You can do replace white space for pipes and split it.
String test = "0|0 10|15 30|55";
test = test.replace(" ", "|");
String[] result = test.split("|");
Hope this helps for you..
You can use StringTokenizer.
String test = "0|0";
StringTokenizer st = new StringTokenizer(test);
int firstNumber = Integer.parseInt(st.nextToken()); //will parse out the first number
int secondNumber = Integer.parseInt(st.nextToken()); //will parse out the second number
Of course you can always nest this inside of a while loop if you have multiple strings.
Also, you need to import java.util.* for this to work.
The pipe ('|') is a special character in regular expressions. It needs to be "escaped" with a '\' character if you want to use it as a regular character, unfortunately '\' is a special character in Java so you need to do a kind of double escape maneuver e.g.
String temp = "0|0";
String[] splitStrings = temp.split("\\|");
The Guava library has a nice class Splitter which is a much more convenient alternative to String.split(). The advantages are that you can choose to split the string on specific characters (like '|'), or on specific strings, or with regexps, and you can choose what to do with the resulting parts (trim them, throw ayway empty parts etc.).
For example you can call
Iterable<String> parts = Spliter.on('|').trimResults().omitEmptyStrings().split("0|0")
This should work for you:
([0-9]+)
Considering a scenario where in we have read a line from csv or xls file in the form of string and need to separate the columns in array of string depending on delimiters.
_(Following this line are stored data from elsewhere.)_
use std::collections::HashMap;
use std::sync::atomic::{AtomicU64, Ordering};
use std::sync::Arc;
use std::time::{Duration, Instant};

use chrono::Utc;
use futures::stream::{FuturesUnordered, StreamExt};
use reqwest::header::{AUTHORIZATION, CONTENT_TYPE};
use reqwest::StatusCode;
use serde::Serialize;

use crate::config::PushConfig;
use crate::error::{AppError, Result};
use crate::metrics::PushMetrics;
use crate::store::SubscriptionStore;

use super::vapid::{self, ServerKeyPair};
use super::{DeliveryOutcome, DispatchResult, NotificationPayload, NotificationRequest, Subscription};

/// Bytes of a rejected push response body kept for logging
const ERROR_BODY_LOG_LIMIT: usize = 512;

/// Statistics for the push dispatcher
#[derive(Debug, Default)]
pub struct DispatcherStats {
    /// Total dispatch calls
    pub total_dispatches: AtomicU64,
    /// Deliveries accepted by a push service
    pub total_delivered: AtomicU64,
    /// Subscriptions reported gone (410)
    pub total_expired: AtomicU64,
    /// Other failed deliveries
    pub total_failed: AtomicU64,
}

impl DispatcherStats {
    pub fn snapshot(&self) -> DispatcherStatsSnapshot {
        DispatcherStatsSnapshot {
            total_dispatches: self.total_dispatches.load(Ordering::Relaxed),
            total_delivered: self.total_delivered.load(Ordering::Relaxed),
            total_expired: self.total_expired.load(Ordering::Relaxed),
            total_failed: self.total_failed.load(Ordering::Relaxed),
        }
    }

    fn record(&self, outcome: &DeliveryOutcome) {
        let counter = match outcome {
            DeliveryOutcome::Delivered => &self.total_delivered,
            DeliveryOutcome::Expired => &self.total_expired,
            DeliveryOutcome::Failed(_) => &self.total_failed,
        };
        counter.fetch_add(1, Ordering::Relaxed);
    }
}

/// Snapshot of dispatcher statistics
#[derive(Debug, Clone, Serialize)]
pub struct DispatcherStatsSnapshot {
    pub total_dispatches: u64,
    pub total_delivered: u64,
    pub total_expired: u64,
    pub total_failed: u64,
}

/// Fans a notification out to every push subscription of a user.
pub struct PushDispatcher {
    store: Arc<dyn SubscriptionStore>,
    keys: Arc<ServerKeyPair>,
    subject: String,
    client: reqwest::Client,
    ttl_seconds: u32,
    max_concurrency: usize,
    stats: DispatcherStats,
}

impl PushDispatcher {
    /// Create a dispatcher with its own HTTP client.
    ///
    /// The client's timeout bounds every delivery attempt.
    pub fn new(
        store: Arc<dyn SubscriptionStore>,
        keys: Arc<ServerKeyPair>,
        subject: impl Into<String>,
        config: &PushConfig,
    ) -> Result<Self> {
        let client = reqwest::Client::builder()
            .timeout(Duration::from_secs(config.request_timeout_seconds))
            .build()
            .map_err(|e| AppError::Internal(format!("Failed to build HTTP client: {}", e)))?;

        Ok(Self::with_client(store, keys, subject, config, client))
    }

    /// Create a dispatcher around an existing HTTP client.
    pub fn with_client(
        store: Arc<dyn SubscriptionStore>,
        keys: Arc<ServerKeyPair>,
        subject: impl Into<String>,
        config: &PushConfig,
        client: reqwest::Client,
    ) -> Self {
        Self {
            store,
            keys,
            subject: subject.into(),
            client,
            ttl_seconds: config.ttl_seconds,
            max_concurrency: config.max_concurrency.max(1),
            stats: DispatcherStats::default(),
        }
    }

    /// Get dispatcher statistics
    pub fn stats(&self) -> DispatcherStatsSnapshot {
        self.stats.snapshot()
    }

    pub fn keys(&self) -> &ServerKeyPair {
        &self.keys
    }

    /// Deliver `request` to every subscription of `user_id`.
    ///
    /// Only a failed subscription read or a signing failure fails the call.
    /// Per-subscription errors end up in the `failed` count.
    #[tracing::instrument(
        name = "dispatcher.dispatch",
        skip_all,
        fields(user_id = %user_id)
    )]
    pub async fn dispatch(&self, user_id: &str, request: &NotificationRequest) -> Result<DispatchResult> {
        let started = Instant::now();
        let subscriptions = self.store.list_for_user(user_id).await?;

        self.stats.total_dispatches.fetch_add(1, Ordering::Relaxed);
        PushMetrics::record_dispatch(subscriptions.len());

        if subscriptions.is_empty() {
            tracing::debug!(user_id = %user_id, "No push subscriptions for user");
            return Ok(DispatchResult::default());
        }

        let payload: Arc<str> = serde_json::to_string(&NotificationPayload::from(request))
            .map_err(|e| AppError::Internal(format!("Failed to serialize payload: {}", e)))?
            .into();

        // Sign up front so a key problem fails the call before any request goes out
        let mut outcomes = Vec::with_capacity(subscriptions.len());
        let mut deliveries = Vec::with_capacity(subscriptions.len());
        let mut tokens: HashMap<String, Arc<str>> = HashMap::new();
        let now = Utc::now();

        for subscription in subscriptions {
            let audience = match vapid::audience_for(&subscription.endpoint) {
                Ok(audience) => audience,
                Err(e) => {
                    tracing::warn!(
                        subscription_id = %subscription.id,
                        endpoint = %subscription.endpoint,
                        error = %e,
                        "Skipping subscription with invalid endpoint"
                    );
                    outcomes.push(DeliveryOutcome::Failed(e.to_string()));
                    continue;
                }
            };

            let authorization = match tokens.get(&audience) {
                Some(header) => header.clone(),
                None => {
                    let token = vapid::sign(&subscription.endpoint, &self.keys, &self.subject, now)
                        .inspect_err(|_| PushMetrics::record_signing_failure())?;
                    let header: Arc<str> = vapid::authorization_header(&token, &self.keys).into();
                    tokens.insert(audience, header.clone());
                    header
                }
            };

            deliveries.push((subscription, authorization));
        }

        let mut futures = FuturesUnordered::new();
        for (subscription, authorization) in deliveries {
            futures.push(self.deliver(subscription, authorization, payload.clone()));

            // Drain completed attempts when we hit the concurrency limit
            while futures.len() >= self.max_concurrency {
                match futures.next().await {
                    Some(outcome) => outcomes.push(outcome),
                    None => break,
                }
            }
        }

        while let Some(outcome) = futures.next().await {
            outcomes.push(outcome);
        }

        for outcome in &outcomes {
            self.stats.record(outcome);
            PushMetrics::record_outcome(outcome);
        }
        PushMetrics::record_dispatch_latency(started.elapsed().as_secs_f64());

        let result = DispatchResult::from_outcomes(&outcomes);

        tracing::info!(
            user_id = %user_id,
            successful = result.successful,
            failed = result.failed,
            total = result.total,
            "Dispatched push notification"
        );

        Ok(result)
    }

    /// One POST to one push endpoint, classified into an outcome.
    async fn deliver(
        &self,
        subscription: Subscription,
        authorization: Arc<str>,
        payload: Arc<str>,
    ) -> DeliveryOutcome {
        let response = self
            .client
            .post(&subscription.endpoint)
            .header("TTL", self.ttl_seconds.to_string())
            .header(AUTHORIZATION, authorization.as_ref())
            .header(CONTENT_TYPE, "application/json")
            .body(payload.as_ref().to_owned())
            .send()
            .await;

        let response = match response {
            Ok(response) => response,
            Err(e) => {
                tracing::warn!(
                    subscription_id = %subscription.id,
                    endpoint = %subscription.endpoint,
                    error = %e,
                    timeout = e.is_timeout(),
                    "Push delivery failed"
                );
                return DeliveryOutcome::Failed(e.to_string());
            }
        };

        let status = response.status();
        if status.is_success() {
            tracing::debug!(
                subscription_id = %subscription.id,
                status = status.as_u16(),
                "Push delivered"
            );
            return DeliveryOutcome::Delivered;
        }

        if status == StatusCode::GONE {
            self.prune(&subscription).await;
            return DeliveryOutcome::Expired;
        }

        let body = read_body_prefix(response, ERROR_BODY_LOG_LIMIT).await;
        tracing::warn!(
            subscription_id = %subscription.id,
            endpoint = %subscription.endpoint,
            status = status.as_u16(),
            body = %body,
            "Push service rejected notification"
        );
        DeliveryOutcome::Failed(format!("HTTP {}", status.as_u16()))
    }

    /// Best-effort removal of a subscription the push service no longer knows.
    async fn prune(&self, subscription: &Subscription) {
        match self.store.delete(subscription.id).await {
            Ok(removed) => {
                if removed {
                    PushMetrics::record_pruned();
                }
                tracing::info!(
                    subscription_id = %subscription.id,
                    endpoint = %subscription.endpoint,
                    removed = removed,
                    "Deleted expired subscription"
                );
            }
            Err(e) => {
                PushMetrics::record_prune_error();
                tracing::warn!(
                    subscription_id = %subscription.id,
                    error = %e,
                    "Failed to delete expired subscription"
                );
            }
        }
    }
}

/// Read at most `limit` bytes of a response body; the rest is never buffered.
async fn read_body_prefix(mut response: reqwest::Response, limit: usize) -> String {
    let mut buffer = Vec::new();
    while buffer.len() < limit {
        match response.chunk().await {
            Ok(Some(chunk)) => buffer.extend_from_slice(&chunk),
            _ => break,
        }
    }
    truncate_for_log(&buffer, limit)
}

fn truncate_for_log(bytes: &[u8], limit: usize) -> String {
    let end = bytes.len().min(limit);
    String::from_utf8_lossy(&bytes[..end]).into_owned()
}

#[cfg(test)]
mod tests {
    use super::*;
    use crate::push::vapid::tests::test_keys;
    use crate::store::{MemorySubscriptionStore, StoreError};
    use async_trait::async_trait;
    use uuid::Uuid;

    /// Store whose reads always fail.
    struct BrokenStore;

    #[async_trait]
    impl SubscriptionStore for BrokenStore {
        fn backend_name(&self) -> &'static str {
            "broken"
        }

        async fn list_for_user(&self, _user_id: &str) -> std::result::Result<Vec<Subscription>, StoreError> {
            Err(StoreError::Unavailable("connection refused".into()))
        }

        async fn delete(&self, _id: Uuid) -> std::result::Result<bool, StoreError> {
            Err(StoreError::Unavailable("connection refused".into()))
        }

        async fn upsert(&self, _subscription: Subscription) -> std::result::Result<Uuid, StoreError> {
            Err(StoreError::Unavailable("connection refused".into()))
        }
    }

    fn dispatcher(store: Arc<dyn SubscriptionStore>) -> PushDispatcher {
        PushDispatcher::new(
            store,
            Arc::new(test_keys()),
            "mailto:ops@example.com",
            &PushConfig::default(),
        )
        .unwrap()
    }

    fn request() -> NotificationRequest {
        NotificationRequest {
            title: "Title".into(),
            body: "Body".into(),
            ..Default::default()
        }
    }

    #[tokio::test]
    async fn test_no_subscriptions_is_zero_result() {
        let dispatcher = dispatcher(Arc::new(MemorySubscriptionStore::new()));

        let result = dispatcher.dispatch("u1", &request()).await.unwrap();
        assert_eq!(result, DispatchResult::default());
        assert_eq!(dispatcher.stats().total_dispatches, 1);
    }

    #[tokio::test]
    async fn test_store_read_failure_aborts() {
        let dispatcher = dispatcher(Arc::new(BrokenStore));

        let result = dispatcher.dispatch("u1", &request()).await;
        assert!(matches!(result, Err(AppError::Store(_))));
    }

    #[tokio::test]
    async fn test_invalid_endpoint_counts_as_failed() {
        let store = Arc::new(MemorySubscriptionStore::new());
        store
            .upsert(Subscription::new("u1", "not-a-url", "key", "auth"))
            .await
            .unwrap();
        let dispatcher = dispatcher(store.clone());

        let result = dispatcher.dispatch("u1", &request()).await.unwrap();
        assert_eq!(result.successful, 0);
        assert_eq!(result.failed, 1);
        assert_eq!(result.total, 1);
        // Only 410 responses prune
        assert_eq!(store.len(), 1);
    }

    #[test]
    fn test_error_body_truncated_for_log() {
        let body = vec![b'x'; 4096];
        assert_eq!(truncate_for_log(&body, ERROR_BODY_LOG_LIMIT).len(), ERROR_BODY_LOG_LIMIT);
        assert_eq!(truncate_for_log(b"gone", ERROR_BODY_LOG_LIMIT), "gone");

        // A split multi-byte character becomes a replacement character
        let text = "\u{e9}".repeat(300);
        let truncated = truncate_for_log(text.as_bytes(), 511);
        assert!(truncated.ends_with('\u{fffd}'));
    }

    #[test]
    fn test_stats_snapshot() {
        let stats = DispatcherStats::default();
        stats.record(&DeliveryOutcome::Delivered);
        stats.record(&DeliveryOutcome::Expired);
        stats.record(&DeliveryOutcome::Failed("HTTP 500".into()));
        stats.total_dispatches.fetch_add(1, Ordering::Relaxed);

        let snapshot = stats.snapshot();
        assert_eq!(snapshot.total_dispatches, 1);
        assert_eq!(snapshot.total_delivered, 1);
        assert_eq!(snapshot.total_expired, 1);
        assert_eq!(snapshot.total_failed, 1);
    }
}
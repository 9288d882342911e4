//! PostgreSQL-based subscription store.
//!
//! Table structure:
//! - `push_subscriptions` - one row per (user, endpoint), written by the
//!   client registry and pruned here when a push service answers 410

use async_trait::async_trait;
use chrono::{DateTime, Utc};
use sqlx::PgPool;
use uuid::Uuid;

use crate::push::Subscription;

use super::{StoreError, SubscriptionStore};

const CREATE_TABLE_SQL: &str = r#"
CREATE TABLE IF NOT EXISTS push_subscriptions (
    id UUID PRIMARY KEY,
    user_id TEXT NOT NULL,
    endpoint TEXT NOT NULL,
    p256dh TEXT NOT NULL,
    auth TEXT NOT NULL,
    created_at TIMESTAMPTZ NOT NULL DEFAULT NOW(),
    UNIQUE (user_id, endpoint)
)
"#;

const CREATE_INDEX_SQL: &str =
    "CREATE INDEX IF NOT EXISTS idx_push_subscriptions_user_id ON push_subscriptions (user_id)";

#[derive(sqlx::FromRow)]
struct SubscriptionRow {
    id: Uuid,
    user_id: String,
    endpoint: String,
    p256dh: String,
    auth: String,
    created_at: DateTime<Utc>,
}

impl From<SubscriptionRow> for Subscription {
    fn from(row: SubscriptionRow) -> Self {
        Self {
            id: row.id,
            user_id: row.user_id,
            endpoint: row.endpoint,
            p256dh: row.p256dh,
            auth: row.auth,
            created_at: row.created_at,
        }
    }
}

pub struct PostgresSubscriptionStore {
    pool: PgPool,
}

impl PostgresSubscriptionStore {
    pub fn new(pool: PgPool) -> Self {
        Self { pool }
    }

    /// Create the table and index if they do not exist yet.
    pub async fn ensure_schema(&self) -> Result<(), StoreError> {
        sqlx::query(CREATE_TABLE_SQL).execute(&self.pool).await?;
        sqlx::query(CREATE_INDEX_SQL).execute(&self.pool).await?;
        tracing::debug!("push_subscriptions schema ready");
        Ok(())
    }
}

#[async_trait]
impl SubscriptionStore for PostgresSubscriptionStore {
    fn backend_name(&self) -> &'static str {
        "postgres"
    }

    async fn list_for_user(&self, user_id: &str) -> Result<Vec<Subscription>, StoreError> {
        let rows: Vec<SubscriptionRow> = sqlx::query_as(
            r#"
            SELECT id, user_id, endpoint, p256dh, auth, created_at
            FROM push_subscriptions
            WHERE user_id = $1
            ORDER BY created_at ASC
            "#,
        )
        .bind(user_id)
        .fetch_all(&self.pool)
        .await?;

        Ok(rows.into_iter().map(Subscription::from).collect())
    }

    async fn delete(&self, id: Uuid) -> Result<bool, StoreError> {
        let result = sqlx::query("DELETE FROM push_subscriptions WHERE id = $1")
            .bind(id)
            .execute(&self.pool)
            .await?;

        Ok(result.rows_affected() > 0)
    }

    async fn upsert(&self, subscription: Subscription) -> Result<Uuid, StoreError> {
        let (id,): (Uuid,) = sqlx::query_as(
            r#"
            INSERT INTO push_subscriptions (id, user_id, endpoint, p256dh, auth, created_at)
            VALUES ($1, $2, $3, $4, $5, $6)
            ON CONFLICT (user_id, endpoint)
            DO UPDATE SET p256dh = EXCLUDED.p256dh, auth = EXCLUDED.auth
            RETURNING id
            "#,
        )
        .bind(subscription.id)
        .bind(&subscription.user_id)
        .bind(&subscription.endpoint)
        .bind(&subscription.p256dh)
        .bind(&subscription.auth)
        .bind(subscription.created_at)
        .fetch_one(&self.pool)
        .await?;

        Ok(id)
    }
}
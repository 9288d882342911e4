use serde::{Deserialize, Serialize};
use std::collections::HashMap;

/// Claims carried by the caller's access token.
#[derive(Debug, Clone, Serialize, Deserialize)]
pub struct Claims {
    /// Subject (user ID)
    pub sub: String,
    /// Expiration time (Unix timestamp)
    pub exp: i64,
    /// Issued at (Unix timestamp)
    #[serde(default)]
    pub iat: Option<i64>,
    /// Additional custom claims
    #[serde(flatten)]
    pub extra: HashMap<String, serde_json::Value>,
}

impl Claims {
    pub fn user_id(&self) -> &str {
        &self.sub
    }
}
Below is the code snippet to achieve this problem..
{ ...
....
String line = new BufferedReader(new FileReader("your file"));
String[] splittedString = StringSplitToArray(stringLine,"\"");
...
....
}
public static String[] StringSplitToArray(String stringToSplit, String delimiter)
{
StringBuffer token = new StringBuffer();
Vector tokens = new Vector();
char[] chars = stringToSplit.toCharArray();
for (int i=0; i 0) {
tokens.addElement(token.toString());
token.setLength(0);
i++;
}
} else {
token.append(chars[i]);
}
}
if (token.length() > 0) {
tokens.addElement(token.toString());
}
// convert the vector into an array
String[] preparedArray = new String[tokens.size()];
for (int i=0; i < preparedArray.length; i++) {
preparedArray[i] = (String)tokens.elementAt(i);
}
return preparedArray;
}
Above code snippet contains method call to StringSplitToArray where in the method converts the stringline into string array splitting the line depending on the delimiter specified or passed to the method. Delimiter can be comma separator(,) or double code(").